The EMA’s human medicines committee (CHMP) is backing approval of Gilead's remdesivir – under the brand name Veklury – for the treatment of COVID-19 in patients aged 12 years and over with pneumonia who require supplemental oxygen.

The move sees remdesivir become the first medicine against COVID-19 to be recommended for authorisation in the EU.

Data on the drug were assessed in “an exceptionally short timeframe” through a rolling review procedure, an approach used by EMA during public health emergencies to assess data as they become available.

From 30 April 2020, the CHMP began assessing data on quality and manufacturing, non-clinical data, preliminary clinical data and supporting safety data from compassionate use programmes, well in advance of the submission of the marketing authorisation application on 5 June.

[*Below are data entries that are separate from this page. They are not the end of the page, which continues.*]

//! CLI argument definitions using clap

use clap::{Parser, Subcommand};
use clap_complete::Shell;
use std::path::PathBuf;

use crate::storage::AppointmentStatus;
use crate::workflow::session::Role;

/// neurocare - Book medical appointments with a voice-based cognitive check
#[derive(Parser, Debug)]
#[command(name = "neurocare")]
#[command(author, version, about, long_about = None)]
#[command(propagate_version = true)]
pub struct Cli {
    /// Enable verbose output
    #[arg(short, long, global = true)]
    pub verbose: bool,

    #[command(subcommand)]
    pub command: Commands,
}

#[derive(Subcommand, Debug)]
pub enum Commands {
    /// Sign in (stores the session claims locally)
    Login {
        /// User identifier
        #[arg(long)]
        user_id: String,

        /// Display name
        #[arg(long)]
        name: String,

        /// Role claimed by the user
        #[arg(long, value_enum, default_value = "patient")]
        role: Role,
    },

    /// Sign out
    Logout,

    /// Show the signed-in user
    Whoami,

    /// List the doctors that can be booked
    Doctors,

    /// Book an appointment with the interactive wizard
    Book,

    /// Drive the booking hosted by the daemon
    #[command(subcommand)]
    Booking(BookingCommand),

    /// Browse and manage appointments
    #[command(subcommand)]
    Appointments(AppointmentsCommand),

    /// Run local environment diagnostics
    Diagnose {
        /// Output diagnostics as JSON
        #[arg(long)]
        json: bool,
    },

    /// Daemon management commands
    #[command(subcommand)]
    Daemon(DaemonCommand),

    /// Launch the interactive TUI
    Tui,

    /// Configuration management
    #[command(subcommand)]
    Config(ConfigCommand),

    /// Generate shell completion scripts
    Completions {
        /// Target shell
        #[arg(value_enum)]
        shell: Shell,
    },
}

#[derive(Subcommand, Debug)]
pub enum BookingCommand {
    /// Open a booking for the signed-in user
    Open,

    /// Show the booking
    Show {
        /// Output as JSON
        #[arg(long)]
        json: bool,
    },

    /// Set an appointment detail (date, time, doctor, reason, symptoms, history)
    Set {
        field: String,
        value: String,
    },

    /// Validate the current step and go to the next one
    Next,

    /// Go back one step
    Back,

    /// Control the voice recording
    #[command(subcommand)]
    Record(RecordCommand),

    /// Analyze the stopped recording
    Analyze {
        /// Wait until the analysis finishes
        #[arg(short, long)]
        wait: bool,
    },

    /// Submit the appointment request
    Submit,

    /// Abandon the booking
    Cancel,
}

#[derive(Subcommand, Debug, Clone, Copy)]
pub enum RecordCommand {
    /// Start recording
    Start,
    /// Pause recording
    Pause,
    /// Resume a paused recording
    Resume,
    /// Stop and finalize the recording
    Stop,
    /// Discard the recording and start over
    Redo,
}

#[derive(Subcommand, Debug)]
pub enum AppointmentsCommand {
    /// List appointments visible to the signed-in user
    List {
        /// Only appointments of this patient
        #[arg(long)]
        patient: Option<String>,

        /// Only appointments with this doctor
        #[arg(long)]
        doctor: Option<String>,

        /// Only appointments in this status
        #[arg(long, value_enum)]
        status: Option<AppointmentStatus>,

        /// Maximum number of appointments to show
        #[arg(short, long, default_value = "20")]
        limit: usize,
    },

    /// View an appointment with its voice analysis
    View {
        /// Appointment ID or partial ID
        id: String,
    },

    /// Change the status of an appointment
    Status {
        /// Appointment ID or partial ID
        id: String,

        #[arg(value_enum)]
        status: AppointmentStatus,
    },

    /// Delete an appointment and its analysis (admins only)
    Delete {
        /// Appointment ID or partial ID
        id: String,
    },

    /// Export an appointment to a file
    Export {
        /// Appointment ID or partial ID
        id: String,

        /// Output format (txt, json)
        #[arg(short, long, default_value = "txt")]
        format: String,

        /// Output file path (defaults to stdout)
        #[arg(short, long)]
        output: Option<PathBuf>,
    },
}

#[derive(Subcommand, Debug)]
pub enum DaemonCommand {
    /// Start the background daemon
    Start {
        /// Run in foreground (don't daemonize)
        #[arg(short, long)]
        foreground: bool,
    },

    /// Stop the running daemon
    Stop,

    /// Restart the daemon
    Restart,

    /// Check daemon status
    Status,
}

#[derive(Subcommand, Debug)]
pub enum ConfigCommand {
    /// Show current configuration
    Show,

    /// Show configuration file path
    Path,

    /// Initialize default configuration
    Init {
        /// Force overwrite existing config
        #[arg(short, long)]
        force: bool,
    },
}

#[cfg(test)]
mod tests {
    use super::*;
    use clap::CommandFactory;

    #[test]
    fn cli_definition_is_consistent() {
        Cli::command().debug_assert();
    }

    #[test]
    fn booking_record_parses() {
        let cli = Cli::try_parse_from(["neurocare", "booking", "record", "redo"]).unwrap();
        assert!(matches!(
            cli.command,
            Commands::Booking(BookingCommand::Record(RecordCommand::Redo))
        ));
    }

    #[test]
    fn login_defaults_to_patient() {
        let cli = Cli::try_parse_from([
            "neurocare", "login", "--user-id", "p-1", "--name", "Ada",
        ])
        .unwrap();
        match cli.command {
            Commands::Login { role, .. } => assert_eq!(role, Role::Patient),
            other => panic!("unexpected command: {:?}", other),
        }
    }

    #[test]
    fn appointment_status_uses_value_enum() {
        let cli = Cli::try_parse_from(["neurocare", "appointments", "status", "abc", "scheduled"])
            .unwrap();
        assert!(matches!(
            cli.command,
            Commands::Appointments(AppointmentsCommand::Status {
                status: AppointmentStatus::Scheduled,
                ..
            })
        ));
    }
}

The decision to back the drug's approval in this setting is mainly based on data from the US National Institute of Allergy and Infectious Diseases (NIAID) study NIAID-ACTT-11, which found that patients treated with remdesivir recovered after about 11 days, compared with 15 days for patients given placebo.

However, the agency stressed that this effect was not seen in patients with mild to moderate disease: time to recovery was five days for both the remdesivir group and the placebo group. For patients with severe disease, who constituted approximately 90% of the study population, time to recovery was 12 days in the remdesivir group and 18 days in the placebo group.

Taking into consideration the available data, the CHMP felt the balance of benefits and risks had been shown to be positive in patients with pneumonia requiring supplemental oxygen; i.e., the patients with severe disease.

As the recommended authorisation is a conditional one, Gilead would have to submit final reports of the remdesivir studies by December 2020, and further data on the quality of the medicine, as well as the final data on mortality, by August 2020, in order to better characterise the drug's effectiveness and safety.

The European Commission will now fast-track the decision-making process with the aim of granting a decision on the conditional marketing authorisation for remdesivir in the coming week, allowing the product to be marketed in the EU.